Hopefully the next time I'm back here, I'll have closed it all… I'll have put all of it away.
Six months later
She's different the next time she stands beside the grave, anyone could see if they were watching, and surprisingly, it's not that they've got any further on the case. It's gone stale again, there aren't any answers surfacing themselves, and everyone involved seems to have simply disappeared. But she's smiling, and it's rare that she's ever done that at her mother's grave, and there's something more confident about even her walk, and for a few seconds, before she starts talking to her, she thinks there is some truth she never quite understood in the words on the tombstone. Vincit Omnia Veritas… truth conquers all things. She smiles slightly wider, thinking of her own examples of that.
You remember that man I talked to you about, Mom, Castle? I love him, and he took me back… I was hanging from the roof, the same man who shot me last summer put me there, and I wasn't frustrated that one of the men responsible for taking you away was getting away, I was thinking about Castle, and everything that I've missed… I was thinking about everything I could have had with him, in a future, and I… I'd never thought like that before, but I wasn't ready to die. I wanted that future.
They pulled me up, and I was safe, and I thought of what you would have done, and I just bit the bullet and went to get him myself… I'd already sent him away, I'd already missed the chance he was giving, and I had to make my own chance.
You would have laughed at me, I turned up at his house and I was soaking wet, but he… he just listened to everything I had to say to him, and he still loved me, and… oh, Mom, it was beautiful. I've never felt about any man the way I feel about him. I think… I think this might be my forever, I don't know, but if you were here, you'd be glad. Like I said, you'd like him.

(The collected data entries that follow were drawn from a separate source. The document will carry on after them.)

use std::path::{Path, PathBuf};

use serde::Serialize;

use super::TestFileClassifier;

/// Files under scan, split into test files and code files.
#[derive(Debug, Clone, Default, PartialEq, Eq, Serialize)]
pub struct FileCollection {
    pub test_files: Vec<PathBuf>,
    pub code_files: Vec<PathBuf>,
}

impl FileCollection {
    #[must_use]
    pub const fn new(test_files: Vec<PathBuf>, code_files: Vec<PathBuf>) -> Self {
        Self {
            test_files,
            code_files,
        }
    }

    /// Split a file list using the classifier, preserving order within each side.
    #[must_use]
    pub fn partition(files: Vec<PathBuf>, classifier: &TestFileClassifier) -> Self {
        let (test_files, code_files) = files
            .into_iter()
            .partition(|path| classifier.is_test_file(path));
        Self {
            test_files,
            code_files,
        }
    }

    /// Test files first, then code files.
    pub fn all_files(&self) -> impl Iterator<Item = &Path> {
        self.test_files
            .iter()
            .chain(self.code_files.iter())
            .map(PathBuf::as_path)
    }

    #[must_use]
    pub fn len(&self) -> usize {
        self.test_files.len() + self.code_files.len()
    }

    #[must_use]
    pub fn is_empty(&self) -> bool {
        self.test_files.is_empty() && self.code_files.is_empty()
    }
}
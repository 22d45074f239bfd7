use crate::context::BlockScanContext;
use crate::error::Result;
use crate::parser::NodeKind;
use crate::scanner::Scanner;
use crate::violation::Violation;

pub const DEFAULT_MAX_BLOCK_LINES: usize = 50;

/// Flags functions longer than a line limit.
#[derive(Debug, Clone, Copy)]
pub struct LongBlockScanner {
    max_lines: usize,
}

impl Default for LongBlockScanner {
    fn default() -> Self {
        Self::new(DEFAULT_MAX_BLOCK_LINES)
    }
}

impl LongBlockScanner {
    #[must_use]
    pub const fn new(max_lines: usize) -> Self {
        Self { max_lines }
    }

    #[must_use]
    pub const fn max_lines(&self) -> usize {
        self.max_lines
    }
}

impl Scanner for LongBlockScanner {
    fn scan_block(&self, ctx: &BlockScanContext<'_>) -> Result<Vec<Violation>> {
        let block = ctx.block;
        if block.kind() != NodeKind::Function || block.line_count() <= self.max_lines {
            return Ok(Vec::new());
        }
        let violation = ctx.violation(format!(
            "Function '{}' is {} lines long (limit {})",
            block.name(),
            block.line_count(),
            self.max_lines
        ))?;
        Ok(vec![violation])
    }
}

#[cfg(test)]
#[path = "long_block_tests.rs"]
mod tests;
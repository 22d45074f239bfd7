use std::io::Write;

use crate::error::Result;
use crate::status::{OverallStatus, RuleOutcome, RuleStatus, StatusReport, StatusSummary};
use crate::violation::Severity;

use super::StatusFormatter;

/// Color output mode for terminal display.
#[derive(Debug, Clone, Copy, PartialEq, Eq, Default)]
pub enum ColorMode {
    /// Auto-detect: use colors if stdout is a TTY and `NO_COLOR` is not set
    #[default]
    Auto,
    Always,
    Never,
}

mod ansi {
    pub const RED: &str = "\x1b[31m";
    pub const GREEN: &str = "\x1b[32m";
    pub const YELLOW: &str = "\x1b[33m";
    pub const CYAN: &str = "\x1b[36m";
    pub const RESET: &str = "\x1b[0m";
}

/// Line-oriented status report.
///
/// Sections appear in a fixed order and are left out when empty: overall
/// status, summary table, rules, load failures, execution failures, rules
/// without a scanner. With `verbose >= 1` each rule also lists its violations.
pub struct TextFormatter {
    use_colors: bool,
    verbose: u8,
}

impl TextFormatter {
    #[must_use]
    pub fn new(mode: ColorMode) -> Self {
        Self::with_verbose(mode, 0)
    }

    #[must_use]
    pub fn with_verbose(mode: ColorMode, verbose: u8) -> Self {
        Self {
            use_colors: Self::should_use_colors(mode),
            verbose,
        }
    }

    fn should_use_colors(mode: ColorMode) -> bool {
        match mode {
            ColorMode::Always => true,
            ColorMode::Never => false,
            ColorMode::Auto => {
                if std::env::var("NO_COLOR").is_ok() {
                    return false;
                }
                std::io::IsTerminal::is_terminal(&std::io::stdout())
            }
        }
    }

    fn colorize(&self, text: &str, color: &str) -> String {
        if !self.use_colors {
            return text.to_string();
        }
        format!("{color}{text}{}", ansi::RESET)
    }

    const fn status_color(status: OverallStatus) -> &'static str {
        match status {
            OverallStatus::Critical | OverallStatus::NeedsAttention => ansi::RED,
            OverallStatus::AllClean | OverallStatus::Healthy => ansi::GREEN,
            OverallStatus::Good | OverallStatus::WarningsFound => ansi::YELLOW,
        }
    }

    fn rule_marker(&self, outcome: &RuleOutcome) -> String {
        match outcome.status {
            RuleStatus::Executed if outcome.has_errors() => self.colorize("✗", ansi::RED),
            RuleStatus::Executed if outcome.has_warnings() => self.colorize("⚠", ansi::YELLOW),
            RuleStatus::Executed => self.colorize("✓", ansi::GREEN),
            _ => self.colorize("◉", ansi::CYAN),
        }
    }

    fn format_summary(summary: &StatusSummary, output: &mut Vec<u8>) {
        let rows = [
            ("Rules", summary.total_rules),
            ("Executed", summary.executed),
            ("Load failures", summary.load_failed),
            ("Execution failures", summary.execution_failed),
            ("No scanner", summary.no_scanner),
            ("Total violations", summary.total_violations),
            ("Clean rules", summary.clean_rules),
            ("Rules with warnings", summary.warning_rules),
            ("Rules with errors", summary.error_rules),
        ];
        writeln!(output, "Summary").ok();
        for (label, value) in rows {
            writeln!(output, "  {label:<20} {value:>6}").ok();
        }
    }

    fn format_rule(&self, outcome: &RuleOutcome, output: &mut Vec<u8>) {
        let marker = self.rule_marker(outcome);
        let detail = match outcome.status {
            RuleStatus::Executed => describe_counts(outcome),
            status => status.as_str().to_string(),
        };
        writeln!(output, "  {marker} {}: {detail}", outcome.rule_file).ok();

        if self.verbose >= 1 {
            for violation in &outcome.violations {
                let line = violation
                    .line_number()
                    .map_or_else(String::new, |n| format!(":{n}"));
                writeln!(
                    output,
                    "      [{}] {}{line} {}",
                    violation.severity(),
                    violation.location(),
                    violation.message()
                )
                .ok();
            }
        }
    }

    fn format_failures(title: &str, outcomes: &[&RuleOutcome], output: &mut Vec<u8>) {
        if outcomes.is_empty() {
            return;
        }
        writeln!(output).ok();
        writeln!(output, "{title}").ok();
        for outcome in outcomes {
            let error = outcome.error.as_deref().unwrap_or("unknown error");
            writeln!(output, "  - {}: {error}", outcome.rule_file).ok();
        }
    }
}

fn describe_counts(outcome: &RuleOutcome) -> String {
    let total = outcome.violation_count();
    if total == 0 {
        return "clean".to_string();
    }
    let errors = outcome
        .violations
        .iter()
        .filter(|v| v.severity() == Severity::Error)
        .count();
    let warnings = total - errors;
    format!(
        "{total} {} ({errors} {}, {warnings} {})",
        plural(total, "violation"),
        plural(errors, "error"),
        plural(warnings, "warning"),
    )
}

fn plural(count: usize, word: &str) -> String {
    if count == 1 {
        word.to_string()
    } else {
        format!("{word}s")
    }
}

impl Default for TextFormatter {
    fn default() -> Self {
        Self::new(ColorMode::Auto)
    }
}

impl StatusFormatter for TextFormatter {
    fn format(&self, report: &StatusReport<'_>) -> Result<String> {
        let mut output = Vec::new();

        let label = self.colorize(report.status.label(), Self::status_color(report.status));
        writeln!(output, "Overall status: {label}").ok();
        writeln!(output).ok();

        Self::format_summary(&report.summary, &mut output);

        if !report.rules.is_empty() {
            writeln!(output).ok();
            writeln!(output, "Rules").ok();
            for outcome in &report.rules {
                self.format_rule(outcome, &mut output);
            }
        }

        Self::format_failures("Load failures", &report.load_failures, &mut output);
        Self::format_failures("Execution failures", &report.execution_failures, &mut output);

        if !report.no_scanner.is_empty() {
            writeln!(output).ok();
            writeln!(output, "No scanner configured").ok();
            for outcome in &report.no_scanner {
                writeln!(output, "  - {}", outcome.rule_file).ok();
            }
            if report.no_scanner_hidden > 0 {
                writeln!(
                    output,
                    "  ... and {} more rules without scanners",
                    report.no_scanner_hidden
                )
                .ok();
            }
        }

        Ok(String::from_utf8_lossy(&output).to_string())
    }
}

#[cfg(test)]
#[path = "text_tests.rs"]
mod tests;
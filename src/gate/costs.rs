//! Execution cost estimates

use rust_decimal::Decimal;
use rust_decimal_macros::dec;
use serde::{Deserialize, Serialize};

use crate::market::MarketSnapshot;

/// Half-spread assumed when the book is one-sided or empty
const DEFAULT_HALF_SPREAD: Decimal = dec!(0.01);

/// Estimated cost of crossing the book, per unit price
#[derive(Debug, Clone, PartialEq, Serialize, Deserialize)]
pub struct CostBreakdown {
    /// Half of the bid/ask spread
    pub half_spread: Decimal,
    /// Exchange fee rate
    pub fee: Decimal,
    /// Slippage estimated from liquidity
    pub slippage: Decimal,
}

impl CostBreakdown {
    /// Estimate costs for a snapshot
    pub fn estimate(snapshot: &MarketSnapshot) -> Self {
        Self {
            half_spread: snapshot
                .spread()
                .map(|s| s / dec!(2))
                .unwrap_or(DEFAULT_HALF_SPREAD),
            fee: snapshot.fee_rate().unwrap_or(Decimal::ZERO),
            slippage: slippage_heuristic(snapshot.liquidity()),
        }
    }

    pub fn total(&self) -> Decimal {
        self.half_spread + self.fee + self.slippage
    }
}

/// Slippage tiers by market liquidity (USD)
pub fn slippage_heuristic(liquidity: Decimal) -> Decimal {
    if liquidity < dec!(2000) {
        dec!(0.03)
    } else if liquidity < dec!(10000) {
        dec!(0.015)
    } else {
        dec!(0.0075)
    }
}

We've been together six months now, and it's not perfect, we argue ALL THE TIME, we scream and shout at each other, we're total opposites… but even when we scream at each other and slam doors I know that we'll be back with each other in hours, and he'll still love me, and I love him more than I can even explain. I guess… I guess what I'm trying to say is I have faith in him.
We haven't got any further with who's guilty of taking you away from me, but I guess I figured the life you'd be wanting me to have wouldn't be losing myself trying to make people pay for what they did to you, it would be being happy. And, though I didn't even know it myself til I got here… I am happy, now.